Voici une interview de Luc Pitance que j’ai réalisée pour le dragon magazine hors série spécial aïkido n°13.

 

INTERVIEW LUC PITANCE « il ne faut pas avoir peur de marcher sur la queue du tigre – il ne mord pas ! »

Quand as-tu commencé à pratiquer l’Aïkido et quel est ton parcours ?   Qui a été ton premier enseignant ?

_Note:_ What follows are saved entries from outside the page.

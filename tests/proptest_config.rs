const CASES_VAR: &str = "PROPTEST_CASES";

/// Case count for property tests, overridable through `PROPTEST_CASES`.
pub fn cases() -> u32 {
    std::env::var(CASES_VAR)
        .ok()
        .and_then(|raw| raw.trim().parse().ok())
        .unwrap_or(100)
}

 Après avoir débuté par le Judo, comme la plupart des gens à cette époque, j’ai commencé l’Aïkido en 1977 à Chênée-Thiers (Liège), avec Dominique RYCKERS. Après une parenthèse martiale due à mon service militaire, j’ai repris l’Aïkido avec Marcel FISSET, qui était également mon professeur de Kendo. J’ai pratiqué à son dôjô de Liège conjointement le Kendo, l’Iaïdo et l’Aïkido, pendant une durée de quinze ans. Parallèlement, j’ai pratiqué le Ju-jutsu pendant 8 ans, au dôjô de Richard GILLET. En même temps, je découvrais le Tenshin Shôden Katori Shintô Ryû. Ensuite, j’ai étudié au dôjô de Dany LECLERRE à Herstal, avant de découvrir l’enseignement de SAITO sensei grâce à mon professeur Philippe VOARINO, en 1997. Au début, je venais pour étudier l’Aïkiken et l’Aïkijo, mais peu à peu, j’ai constaté que les explications concernant les techniques à mains nues étaient également extrêmement claires et précises, en comparaison avec les enseignements que j’ai reçus de la part de mes autres professeurs. J’ai donc plongé à pieds joints dans le Takemusu Aïkido ! Ensuite, Philippe VOARINO m’a parrainé auprès de SAITO sensei, et grâce à son intervention, j’ai eu la formidable opportunité d’être admis au dôjô d’Iwama en tant uchi-deshi, en été 1999 et 2001.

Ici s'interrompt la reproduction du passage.